Imogen sighs and perches on the edge of the couch, “You have options,” She says gently.

“I know.” I agree.

I’d always wanted kids; I just hadn’t expected it now. I expected marriage and stability, a good job, a great home… a man who hadn’t disappeared off the face of the earth.

“But those options aren’t for me,” I tell her. “I’m not ready to be a mom but I damn well will be one. I’m just going to cry about it for a while.”

She chuckles lightly, “There’s time, Ness, you don’t have to make a decision right now.”

Truth be told I’d gone through my options days ago, I knew what I could do, and I’d made the decision not to do them. Was it terrifying? Absolutely.

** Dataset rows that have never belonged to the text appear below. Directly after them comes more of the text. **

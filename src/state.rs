use crate::clock::Clock;
use crate::error::AppError;
use crate::level::{self, ConfigUpdate, LevelConfig, LevelReading, LevelSettings};
use crate::sampling::{Sample, SampleCache};
use crate::sensor::{RangeSensor, SensorKind};
use std::sync::atomic::{AtomicBool, Ordering};
use std::sync::{Arc, Mutex, RwLock};
use std::time::Duration;
use tokio::sync::watch;
use tracing::{debug, warn};

pub type DynSampleCache = SampleCache<Box<dyn RangeSensor + Send>, Box<dyn Clock + Send>>;

/// One sample together with the level derived from it under the settings
/// in force at that moment.
#[derive(Debug, Clone, Copy, PartialEq)]
pub struct LevelObservation {
    pub sample: Sample,
    /// `None` until a valid distance has been measured.
    pub reading: Option<LevelReading>,
}

impl LevelObservation {
    pub fn new(sample: Sample, settings: &LevelSettings) -> Self {
        Self {
            sample,
            reading: sample
                .distance
                .cm()
                .map(|distance_cm| level::compute(distance_cm, settings)),
        }
    }
}

#[derive(Debug, Clone, PartialEq, Eq)]
pub struct DeviceInfo {
    pub name: String,
    pub sensor: SensorKind,
}

/// Process-wide state handed to the router and background workers.
///
/// The sampler and the level config sit behind separate locks so a slow
/// ranging transaction never blocks config reads or writes.
pub struct AppState {
    sampler: Mutex<DynSampleCache>,
    min_interval: Duration,
    level: RwLock<LevelConfig>,
    level_tx: watch::Sender<LevelSettings>,
    observation_tx: watch::Sender<Option<LevelObservation>>,
    device: DeviceInfo,
}

impl AppState {
    pub fn new(sampler: DynSampleCache, level: LevelConfig, device: DeviceInfo) -> Self {
        let (level_tx, _level_rx) = watch::channel(level.get());
        let (observation_tx, _observation_rx) = watch::channel(None);
        Self {
            min_interval: sampler.min_interval(),
            sampler: Mutex::new(sampler),
            level: RwLock::new(level),
            level_tx,
            observation_tx,
            device,
        }
    }

    /// Sample (subject to the rate limit) and derive the current level.
    /// May block for up to one sensor timeout.
    pub fn observe(&self) -> Result<LevelObservation, AppError> {
        let mut sampler = self.sampler.lock().map_err(|_| AppError::StateLock)?;
        let sample = sampler.sample();
        let settings = self.level_settings()?;
        let observation = LevelObservation::new(sample, &settings);
        // Published under the sampler lock so subscribers see samples in order.
        self.observation_tx.send_replace(Some(observation));
        drop(sampler);
        Ok(observation)
    }

    /// Sample carried by the latest published observation. Never waits on
    /// an in-flight ranging transaction.
    pub fn last_sample(&self) -> Sample {
        let latest = *self.observation_tx.borrow();
        latest
            .map(|observation| observation.sample)
            .unwrap_or_default()
    }

    pub fn subscribe_observations(&self) -> watch::Receiver<Option<LevelObservation>> {
        self.observation_tx.subscribe()
    }

    pub fn level_settings(&self) -> Result<LevelSettings, AppError> {
        let guard = self.level.read().map_err(|_| AppError::StateLock)?;
        Ok(guard.get())
    }

    /// Apply a partial update. Accepted fields stick even when the call
    /// returns `AppError::Validation` for the others.
    pub fn update_level(&self, update: ConfigUpdate) -> Result<LevelSettings, AppError> {
        let (result, settings) = {
            let mut guard = self.level.write().map_err(|_| AppError::StateLock)?;
            let result = guard.update(update);
            let settings = guard.get();
            self.level_tx.send_replace(settings);
            (result, settings)
        };
        result?;
        Ok(settings)
    }

    pub fn subscribe_level(&self) -> watch::Receiver<LevelSettings> {
        self.level_tx.subscribe()
    }

    pub fn device(&self) -> &DeviceInfo {
        &self.device
    }

    pub fn min_sample_interval(&self) -> Duration {
        self.min_interval
    }
}

/// Spawn a sync thread that samples on a fixed cadence so alerts fire even
/// when no client is polling.
pub fn spawn_refresh_thread(
    state: Arc<AppState>,
    interval: Duration,
    stop: Arc<AtomicBool>,
) -> std::thread::JoinHandle<()> {
    std::thread::spawn(move || {
        while !stop.load(Ordering::Relaxed) {
            match state.observe() {
                Ok(observation) => debug!(
                    distance_cm = observation.sample.distance.to_wire(),
                    "Background sample taken"
                ),
                Err(err) => warn!(error = %err, "Background sample failed"),
            }
            std::thread::sleep(interval);
        }
    })
}

#[cfg(test)]
mod tests {
    use super::*;
    use crate::clock::ManualClock;
    use crate::level::ConfigField;
    use crate::sampling::{DEFAULT_MIN_INTERVAL, Distance, Freshness};
    use crate::sensor::Ranging;
    use crate::sensor::mock::MockRangeSensor;
    use std::sync::atomic::AtomicUsize;
    use std::sync::mpsc;
    use std::time::Instant;

    /// Counts calls and flags any measurement that starts while another is
    /// still running. Each echo reports its call number in centimetres.
    #[derive(Default)]
    struct InFlightSensor {
        in_flight: Arc<AtomicBool>,
        overlaps: Arc<AtomicUsize>,
        calls: Arc<AtomicUsize>,
    }

    impl RangeSensor for InFlightSensor {
        fn measure(&mut self) -> Result<Ranging, AppError> {
            if self.in_flight.swap(true, Ordering::SeqCst) {
                self.overlaps.fetch_add(1, Ordering::SeqCst);
            }
            std::thread::sleep(Duration::from_millis(1));
            let call = self.calls.fetch_add(1, Ordering::SeqCst) + 1;
            self.in_flight.store(false, Ordering::SeqCst);
            Ok(Ranging::Echo {
                distance_cm: call as f64,
            })
        }
    }

    /// Holds the ranging transaction open until the test releases it.
    struct GatedSensor {
        entered: mpsc::Sender<()>,
        release: mpsc::Receiver<()>,
    }

    impl RangeSensor for GatedSensor {
        fn measure(&mut self) -> Result<Ranging, AppError> {
            let _ = self.entered.send(());
            let _ = self.release.recv_timeout(Duration::from_secs(2));
            Ok(Ranging::NoEcho)
        }
    }

    fn state_with(sensor: MockRangeSensor, clock: ManualClock) -> AppState {
        state_with_interval(sensor, clock, DEFAULT_MIN_INTERVAL)
    }

    fn state_with_interval(
        sensor: impl RangeSensor + Send + 'static,
        clock: ManualClock,
        min_interval: Duration,
    ) -> AppState {
        let sampler = SampleCache::new(
            Box::new(sensor) as Box<dyn RangeSensor + Send>,
            Box::new(clock) as Box<dyn Clock + Send>,
            min_interval,
        );
        AppState::new(
            sampler,
            LevelConfig::default(),
            DeviceInfo {
                name: "tank-level".to_string(),
                sensor: SensorKind::Ultrasonic,
            },
        )
    }

    #[test]
    fn observe_derives_level_and_publishes() -> Result<(), AppError> {
        let state = state_with(MockRangeSensor::with_reading(30.0), ManualClock::new());
        let receiver = state.subscribe_observations();

        let observation = state.observe()?;

        let reading = observation.reading.expect("reading for valid distance");
        assert_eq!(reading.fill_percent, 70.0);
        assert!(reading.is_above_threshold);
        assert_eq!(*receiver.borrow(), Some(observation));
        Ok(())
    }

    #[test]
    fn observe_without_valid_distance_has_no_reading() -> Result<(), AppError> {
        let state = state_with(MockRangeSensor::new(vec![]), ManualClock::new());

        let observation = state.observe()?;

        assert_eq!(observation.sample.distance, Distance::Unknown);
        assert_eq!(observation.sample.freshness, Freshness::Stale);
        assert_eq!(observation.reading, None);
        Ok(())
    }

    #[test]
    fn level_update_applies_to_next_observation() -> Result<(), AppError> {
        let state = state_with(MockRangeSensor::with_reading(80.0), ManualClock::new());
        let level_rx = state.subscribe_level();

        state.update_level(ConfigUpdate {
            bucket_height: Some(200.0),
            threshold: Some(40.0),
        })?;
        let reading = state.observe()?.reading.expect("reading");

        assert_eq!(reading.fill_percent, 60.0);
        assert!(reading.is_above_threshold);
        assert_eq!(level_rx.borrow().container_height_cm, 200.0);
        Ok(())
    }

    #[test]
    fn partial_update_reports_rejection_and_keeps_valid_field() -> Result<(), AppError> {
        let state = state_with(MockRangeSensor::with_reading(10.0), ManualClock::new());

        let result = state.update_level(ConfigUpdate {
            bucket_height: Some(150.0),
            threshold: Some(-5.0),
        });

        match result {
            Err(AppError::Validation(err)) => {
                assert_eq!(err.fields(), vec![ConfigField::Threshold])
            }
            other => panic!("expected validation error, got {other:?}"),
        }
        let settings = state.level_settings()?;
        assert_eq!(settings.container_height_cm, 150.0);
        assert_eq!(settings.alert_threshold_percent, 50.0);
        assert_eq!(state.subscribe_level().borrow().container_height_cm, 150.0);
        Ok(())
    }

    #[test]
    fn last_sample_is_latest_published_snapshot() -> Result<(), AppError> {
        let sensor = MockRangeSensor::with_reading(55.0);
        let calls = sensor.call_counter();
        let state = state_with(sensor, ManualClock::new());

        assert_eq!(state.last_sample(), Sample::default());
        state.observe()?;
        let sample = state.last_sample();

        assert_eq!(sample.distance, Distance::Measured(55.0));
        assert_eq!(sample.freshness, Freshness::Fresh);
        assert_eq!(calls.load(Ordering::SeqCst), 1);
        Ok(())
    }

    #[test]
    fn last_sample_does_not_wait_for_ranging() -> Result<(), AppError> {
        let (entered_tx, entered_rx) = mpsc::channel();
        let (release_tx, release_rx) = mpsc::channel();
        let sensor = GatedSensor {
            entered: entered_tx,
            release: release_rx,
        };
        let state = state_with_interval(sensor, ManualClock::new(), DEFAULT_MIN_INTERVAL);

        std::thread::scope(|scope| {
            let observer = scope.spawn(|| state.observe());
            entered_rx
                .recv_timeout(Duration::from_secs(2))
                .expect("sensor entered");

            let started = Instant::now();
            let sample = state.last_sample();
            let waited = started.elapsed();
            let _ = release_tx.send(());

            assert_eq!(sample.distance, Distance::Unknown);
            assert!(waited < Duration::from_secs(1), "waited {waited:?}");
            observer.join().expect("observer join").map(|_| ())
        })
    }

    #[test]
    fn poisoned_sampler_lock_is_reported() {
        let state = Arc::new(state_with(MockRangeSensor::with_reading(1.0), ManualClock::new()));
        let state_for_thread = Arc::clone(&state);
        let _ = std::thread::spawn(move || {
            let _guard = state_for_thread.sampler.lock().expect("lock for poison");
            panic!("poison lock");
        })
        .join();

        assert!(matches!(state.observe(), Err(AppError::StateLock)));
        assert_eq!(state.last_sample(), Sample::default());
        assert!(state.level_settings().is_ok());
    }

    #[test]
    fn concurrent_observers_share_one_measurement_per_interval() -> Result<(), AppError> {
        let sensor = InFlightSensor::default();
        let (calls, overlaps) = (Arc::clone(&sensor.calls), Arc::clone(&sensor.overlaps));
        let clock = ManualClock::new();
        let state = state_with_interval(sensor, clock.clone(), DEFAULT_MIN_INTERVAL);

        for _ in 0..3 {
            std::thread::scope(|scope| {
                let observers: Vec<_> = (0..8).map(|_| scope.spawn(|| state.observe())).collect();
                observers
                    .into_iter()
                    .try_for_each(|observer| observer.join().expect("observer join").map(|_| ()))
            })?;
            clock.advance(DEFAULT_MIN_INTERVAL);
        }

        assert_eq!(calls.load(Ordering::SeqCst), 3);
        assert_eq!(overlaps.load(Ordering::SeqCst), 0);
        Ok(())
    }

    #[test]
    fn unthrottled_observers_never_overlap_and_publish_in_order() -> Result<(), AppError> {
        let sensor = InFlightSensor::default();
        let (calls, overlaps) = (Arc::clone(&sensor.calls), Arc::clone(&sensor.overlaps));
        let state = state_with_interval(sensor, ManualClock::new(), Duration::ZERO);

        std::thread::scope(|scope| {
            let observers: Vec<_> = (0..8)
                .map(|_| scope.spawn(|| (0..10).try_for_each(|_| state.observe().map(|_| ()))))
                .collect();
            observers
                .into_iter()
                .try_for_each(|observer| observer.join().expect("observer join"))
        })?;

        assert_eq!(calls.load(Ordering::SeqCst), 80);
        assert_eq!(overlaps.load(Ordering::SeqCst), 0);
        // Each measurement reports its call number, so the newest one is 80.
        assert_eq!(state.last_sample().distance, Distance::Measured(80.0));
        Ok(())
    }

    #[test]
    fn refresh_thread_samples_until_stopped() {
        let sensor = MockRangeSensor::with_reading(20.0);
        let calls = sensor.call_counter();
        let state = Arc::new(state_with(sensor, ManualClock::new()));
        let stop = Arc::new(AtomicBool::new(false));

        let handle = spawn_refresh_thread(
            Arc::clone(&state),
            Duration::from_millis(5),
            Arc::clone(&stop),
        );
        std::thread::sleep(Duration::from_millis(30));
        stop.store(true, Ordering::Relaxed);
        handle.join().expect("refresh thread join");

        assert!(calls.load(Ordering::SeqCst) >= 1);
        assert_eq!(state.last_sample().distance, Distance::Measured(20.0));
    }
}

But Icoulddo this.

Despite not being ready, despite it putting a little bump in my plans – no pun intended.

Imogen cups my cheek, just like our mom used to do, “I feel sick.” I tell her.

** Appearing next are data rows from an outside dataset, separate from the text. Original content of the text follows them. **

use crate::level::ConfigField;
use crate::sampling::Freshness;
use crate::sensor::SensorKind;
use serde::Serialize;

#[derive(Debug, Serialize)]
#[serde(rename_all = "camelCase")]
pub struct DistanceResponse {
    /// Raw distance in centimetres, -1 while nothing valid has been measured.
    pub distance: f64,
    pub freshness: Freshness,
    #[serde(skip_serializing_if = "Option::is_none")]
    pub age_ms: Option<u64>,
    #[serde(skip_serializing_if = "Option::is_none")]
    pub fill_percent: Option<f64>,
    #[serde(skip_serializing_if = "Option::is_none")]
    pub above_threshold: Option<bool>,
}

#[derive(Debug, Serialize)]
#[serde(rename_all = "camelCase")]
pub struct ConfigResponse {
    pub bucket_height: f64,
    pub threshold: f64,
}

#[derive(Debug, Serialize, PartialEq, Eq, Clone, Copy)]
#[serde(rename_all = "lowercase")]
pub enum SaveStatus {
    Saved,
}

#[derive(Debug, Serialize)]
#[serde(rename_all = "camelCase")]
pub struct SaveConfigResponse {
    pub status: SaveStatus,
    pub rejected: Vec<ConfigField>,
}

#[derive(Debug, Serialize, PartialEq, Eq, Clone, Copy)]
#[serde(rename_all = "lowercase")]
pub enum HealthStatus {
    Ok,
    Degraded,
    Ko,
}

#[derive(Debug, Serialize)]
#[serde(rename_all = "camelCase")]
pub struct HealthSuccessResponse {
    pub status: HealthStatus,
    pub consecutive_failures: u32,
    pub timestamp: String,
}

#[derive(Debug, Serialize)]
#[serde(rename_all = "camelCase")]
pub struct DeviceResponse {
    pub name: String,
    pub sensor: SensorKind,
    pub min_interval_ms: u64,
}

#[derive(Debug, Serialize)]
#[serde(rename_all = "camelCase")]
pub struct ErrorResponse {
    pub error_code: ErrorCode,
    pub error_message: String,
    pub timestamp: String,
}

#[derive(Debug, Serialize, PartialEq, Eq, Clone, Copy)]
#[serde(rename_all = "SCREAMING_SNAKE_CASE")]
pub enum ErrorCode {
    InvalidJson,
    InternalError,
}
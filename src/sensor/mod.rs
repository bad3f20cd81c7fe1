use crate::error::AppError;
use serde::{Deserialize, Serialize};
use std::fmt;
use std::time::Duration;

pub mod mock;
pub mod ultrasonic;
pub mod vl53l1x;

// VL53L1X default is 0x52 in 8-bit notation; use 0x29 for 7-bit addressing.
pub const DEFAULT_I2C_ADDRESS_7BIT: u8 = 0x29;
pub const DEFAULT_SIG_PIN: u8 = 17;
pub const DEFAULT_SENSOR_TIMEOUT: Duration = Duration::from_millis(30);
/// Longest transaction a backend may be configured for.
pub const MAX_SENSOR_TIMEOUT: Duration = Duration::from_millis(100);

/// Raw outcome of a single ranging transaction, before validity filtering.
#[derive(Debug, Clone, Copy, PartialEq)]
pub enum Ranging {
    Echo { distance_cm: f64 },
    NoEcho,
}

/// One blocking ranging transaction per call, bounded by the backend timeout.
/// No retries: the caller owns the retry policy.
pub trait RangeSensor {
    fn measure(&mut self) -> Result<Ranging, AppError>;
}

impl RangeSensor for Box<dyn RangeSensor + Send> {
    fn measure(&mut self) -> Result<Ranging, AppError> {
        (**self).measure()
    }
}

#[derive(Debug, Clone, Copy, PartialEq, Eq, Default, Serialize, Deserialize)]
#[serde(rename_all = "lowercase")]
pub enum SensorKind {
    #[default]
    Ultrasonic,
    Vl53l1x,
}

impl fmt::Display for SensorKind {
    fn fmt(&self, f: &mut fmt::Formatter<'_>) -> fmt::Result {
        match self {
            SensorKind::Ultrasonic => f.write_str("ultrasonic"),
            SensorKind::Vl53l1x => f.write_str("vl53l1x"),
        }
    }
}

#[derive(Debug, Clone, PartialEq)]
pub struct SensorSettings {
    pub kind: SensorKind,
    /// GPIO line shared by trigger and echo on the single-wire ranger.
    pub sig_pin: u8,
    pub i2c_address: u8,
    pub timeout: Duration,
}

impl Default for SensorSettings {
    fn default() -> Self {
        Self {
            kind: SensorKind::default(),
            sig_pin: DEFAULT_SIG_PIN,
            i2c_address: DEFAULT_I2C_ADDRESS_7BIT,
            timeout: DEFAULT_SENSOR_TIMEOUT,
        }
    }
}

/// Build the configured hardware backend.
pub fn build_sensor(settings: &SensorSettings) -> Result<Box<dyn RangeSensor + Send>, AppError> {
    match settings.kind {
        SensorKind::Ultrasonic => {
            let ranger = ultrasonic::UltrasonicRanger::new(settings.sig_pin, settings.timeout)?;
            Ok(Box::new(ranger))
        }
        SensorKind::Vl53l1x => {
            let ranger = vl53l1x::Vl53l1xRanger::new(settings.i2c_address, settings.timeout)?;
            Ok(Box::new(ranger))
        }
    }
}

/// Stand-in installed when the real sensor could not be brought up. Every
/// measurement fails, so the API keeps serving the "no reading" sentinel.
#[derive(Debug, Clone)]
pub struct OfflineSensor {
    reason: String,
}

impl OfflineSensor {
    pub fn new(reason: impl Into<String>) -> Self {
        Self {
            reason: reason.into(),
        }
    }
}

impl RangeSensor for OfflineSensor {
    fn measure(&mut self) -> Result<Ranging, AppError> {
        Err(AppError::Sensor(format!("sensor offline: {}", self.reason)))
    }
}
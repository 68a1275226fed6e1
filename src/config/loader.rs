use super::Config;
use crate::error::{CdcStreamError, Result};
use config::{Config as ConfigBuilder, Environment, File};
use std::env;
use std::path::Path;

pub struct ConfigLoader;

impl ConfigLoader {
    /// Load from `CDCSTREAM_CONFIG` or the default file names, then apply
    /// environment overrides
    pub fn load() -> Result<Config> {
        match env::var("CDCSTREAM_CONFIG") {
            Ok(path) => Self::load_from_file(&path),
            Err(_) => {
                let default = ["config.yaml", "config.yml", "cdcstream.yaml", "cdcstream.yml"]
                    .into_iter()
                    .find(|file| Path::new(file).exists());
                Self::build(default)
            }
        }
    }

    /// Load configuration from a specific file
    pub fn load_from_file(path: &str) -> Result<Config> {
        if !Path::new(path).exists() {
            return Err(CdcStreamError::Config(format!(
                "Configuration file not found: {}",
                path
            )));
        }
        Self::build(Some(path))
    }

    fn build(path: Option<&str>) -> Result<Config> {
        let mut builder = ConfigBuilder::builder();

        if let Some(path) = path {
            builder = builder.add_source(File::with_name(path));
        }

        // CDCSTREAM__PUBSUB__TOPIC_NAME=/data/X becomes pubsub.topic_name
        builder = builder.add_source(
            Environment::with_prefix("CDCSTREAM")
                .separator("__")
                .try_parsing(true),
        );

        let config = builder
            .build()
            .map_err(|e| CdcStreamError::Config(format!("Failed to build config: {}", e)))?;

        let config: Config = config.try_deserialize().map_err(|e| {
            CdcStreamError::Config(format!("Failed to deserialize config: {}", e))
        })?;

        Self::validate(&config)?;

        Ok(config)
    }

    /// Mandatory settings check; all problems are reported together
    pub fn validate(config: &Config) -> Result<()> {
        let mut errors = Vec::new();

        let mandatory = [
            ("auth.access_token", &config.auth.access_token),
            ("auth.instance_url", &config.auth.instance_url),
            ("auth.org_id", &config.auth.org_id),
            ("pubsub.endpoint", &config.pubsub.endpoint),
            ("pubsub.topic_name", &config.pubsub.topic_name),
        ];
        for (key, value) in mandatory {
            if value.trim().is_empty() {
                errors.push(format!("Missing mandatory property: {}", key));
            }
        }

        if config.pubsub.event_receive_limit == 0 {
            errors.push("pubsub.event_receive_limit must be >= 1".to_string());
        }
        if config.pubsub.max_in_flight == 0 {
            errors.push("pubsub.max_in_flight must be >= 1".to_string());
        }
        if config.pubsub.stall_timeout_secs == Some(0) {
            errors.push("pubsub.stall_timeout_secs must be > 0 when set".to_string());
        }

        if !errors.is_empty() {
            return Err(CdcStreamError::Validation(errors.join(", ")));
        }

        Ok(())
    }

    /// Create a sample configuration file
    pub fn generate_sample() -> &'static str {
        r#"# cdcstream configuration
# Copy this file to config.yaml and adjust for your environment

app:
  name: cdcstream-dev
  # instance_id: auto  # Automatically generated if not specified

# Pre-issued session
auth:
  access_token: ${CDCSTREAM__AUTH__ACCESS_TOKEN}
  instance_url: https://example.my.salesforce.com
  org_id: 00D000000000000

# Event bus subscription
pubsub:
  endpoint: api.pubsub.salesforce.com:7443
  topic_name: /data/AccountChangeEvent
  event_receive_limit: 10
  max_in_flight: 100
  # stall_timeout_secs: 300

# Logging configuration
logging:
  level: info
  format: text  # text, json, or pretty

# Retry policy for login
retry:
  max_retries: 3
  initial_delay_ms: 1000
  max_delay_ms: 30000
  multiplier: 2.0
  jitter: true
"#
    }
}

She cringes, “How far along?”

“My last period was six weeks ago.”

“Well, I guess we need to get to the clinic, get them to confirm and make a plan.”

“Are you mad?”

With a sigh she shakes her head, “I’m not mad, Ness. I’m scared for you, babies are…”

“Hard?” I finish, “A commitment you can’t just leave? Babies are a lot of things.”

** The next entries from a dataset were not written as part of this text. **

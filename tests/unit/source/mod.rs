pub mod pubsub;
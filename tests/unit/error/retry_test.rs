// Retry logic tests

use cdcstream::error::retry::*;
use cdcstream::error::CdcStreamError;
use std::sync::atomic::{AtomicUsize, Ordering};
use std::sync::Arc;

#[cfg(test)]
mod retry_tests {
    use super::*;

    fn fast_config(max_retries: usize) -> RetryConfig {
        RetryConfig {
            max_retries,
            initial_delay_ms: 1,
            max_delay_ms: 4,
            multiplier: 2.0,
            jitter: false,
        }
    }

    #[test]
    fn test_retry_config_default() {
        let config = RetryConfig::default();
        assert_eq!(config.max_retries, 3);
        assert_eq!(config.initial_delay_ms, 1000);
        assert_eq!(config.max_delay_ms, 30000);
        assert_eq!(config.multiplier, 2.0);
        assert!(config.jitter);
    }

    #[tokio::test]
    async fn test_successful_operation() {
        let attempt_count = Arc::new(AtomicUsize::new(0));
        let counter = attempt_count.clone();

        let result = with_retry(&fast_config(3), "test_operation", || {
            let counter = counter.clone();
            async move {
                counter.fetch_add(1, Ordering::SeqCst);
                Ok::<_, CdcStreamError>("Success".to_string())
            }
        })
        .await;

        assert_eq!(result.unwrap(), "Success");
        assert_eq!(attempt_count.load(Ordering::SeqCst), 1);
    }

    #[tokio::test]
    async fn test_retry_with_eventual_success() {
        let attempt_count = Arc::new(AtomicUsize::new(0));
        let counter = attempt_count.clone();

        let result = with_retry(&fast_config(3), "login", || {
            let counter = counter.clone();
            async move {
                let count = counter.fetch_add(1, Ordering::SeqCst) + 1;
                if count < 3 {
                    Err(CdcStreamError::Transport("unavailable".to_string()))
                } else {
                    Ok(count)
                }
            }
        })
        .await;

        assert_eq!(result.unwrap(), 3);
        assert_eq!(attempt_count.load(Ordering::SeqCst), 3);
    }

    #[tokio::test]
    async fn test_retries_exhausted() {
        let attempt_count = Arc::new(AtomicUsize::new(0));
        let counter = attempt_count.clone();

        let result = with_retry(&fast_config(2), "login", || {
            let counter = counter.clone();
            async move {
                counter.fetch_add(1, Ordering::SeqCst);
                Err::<(), _>(CdcStreamError::Authentication("expired".to_string()))
            }
        })
        .await;

        assert!(matches!(result, Err(CdcStreamError::Authentication(_))));
        assert_eq!(attempt_count.load(Ordering::SeqCst), 3);
    }

    #[tokio::test]
    async fn test_decode_errors_are_not_retried() {
        let attempt_count = Arc::new(AtomicUsize::new(0));
        let counter = attempt_count.clone();

        let result = with_retry(&fast_config(3), "decode", || {
            let counter = counter.clone();
            async move {
                counter.fetch_add(1, Ordering::SeqCst);
                Err::<(), _>(CdcStreamError::BitmapFormat("0xZZ".to_string()))
            }
        })
        .await;

        assert!(result.is_err());
        assert_eq!(attempt_count.load(Ordering::SeqCst), 1);
    }

    #[test]
    fn test_retryable_classification() {
        use std::io::{Error, ErrorKind};

        assert!(CdcStreamError::Io(Error::new(ErrorKind::ConnectionReset, "reset")).is_retryable());
        assert!(!CdcStreamError::Io(Error::new(ErrorKind::NotFound, "missing")).is_retryable());
        assert!(CdcStreamError::Transport("down".to_string()).is_retryable());
        assert!(!CdcStreamError::ReplayTokenFormat(3).is_retryable());
        assert!(!CdcStreamError::Config("bad".to_string()).is_retryable());
    }
}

“What about the dad?” She presses, “Are you going to try and find him?”

I nod even though I know the search will be fruitless. Kolt seems like the type of man that if he doesn’t want to be found, he won’t be.

I’ll likely never see him again.

“And college?”

“I’ll continue,” I say, “I’m coming up with a plan to be able to finish my studies and take care of a baby.”

“Here?” She chews her lip, “All on your own?”

“I can do it.”

“Ness,” She’s up again, pacing this time, “You need support. If you’re going to have this baby, you need your family, maybe you should come home.”

“I’m going to be a doctor, Immy. I can’t just come home.”

“But you’re pregnant!”

For the next three hours we go over the same argument. Back and forth until I become so mentally exhausted by it, I pass out on the couch. Imogen doesn’t leave, not like I wanted or expected her to, instead she curls on the sofa with me and we both stay there till morning, only to resume the same argument.

I understand her worry, but I have to try and do it all. There must be a way of studying and being a mom, I know a lot of mothers do it. But I am alone here, and the island is my safe place.

Imogen goes home after three days and on the fourth, I head to the clinic for my appointment.